> [Material provided]
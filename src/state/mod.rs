//! State management module
//!
//! Handles checkpoint documents, per-stream runtime state and persistence.
//! State is persisted between sync runs so an interrupted sync resumes
//! exactly where it left off.
//!
//! # Overview
//!
//! The state module provides:
//! - `CheckpointState` - The `pk` / `cursor` document behind an `OpaqueStateValue`
//! - `StreamState` - Cursor upper bound, fetch size and read limit of one stream
//! - `LimitState` - Adaptive row limit of resumable reads
//! - `StateManager` - File-based state persistence

mod manager;
mod stream_state;
mod types;

pub use manager::StateManager;
pub use stream_state::{LimitState, StreamState};
pub use types::{CheckpointState, OpaqueStateValue, State, StreamCheckpoint};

> [What you have to do] Transcribe all of the material above with complete accuracy.

> [Exercise output]
filename src/state/mod.rs
//! State management module
//!
//! Handles checkpoint documents, per-stream runtime state and persistence.
//! State is persisted between sync runs so an interrupted sync resumes
//! exactly where it left off.
//!
//! # Overview
//!
//! The state module provides:
//! - `CheckpointState` - The `pk` / `cursor` document behind an `OpaqueStateValue`
//! - `StreamState` - Cursor upper bound, fetch size and read limit of one stream
//! - `LimitState` - Adaptive row limit of resumable reads
//! - `StateManager` - File-based state persistence

mod manager;
mod stream_state;
mod types;

pub use manager::StateManager;
pub use stream_state::{LimitState, StreamState};
pub use types::{CheckpointState, OpaqueStateValue, State, StreamCheckpoint};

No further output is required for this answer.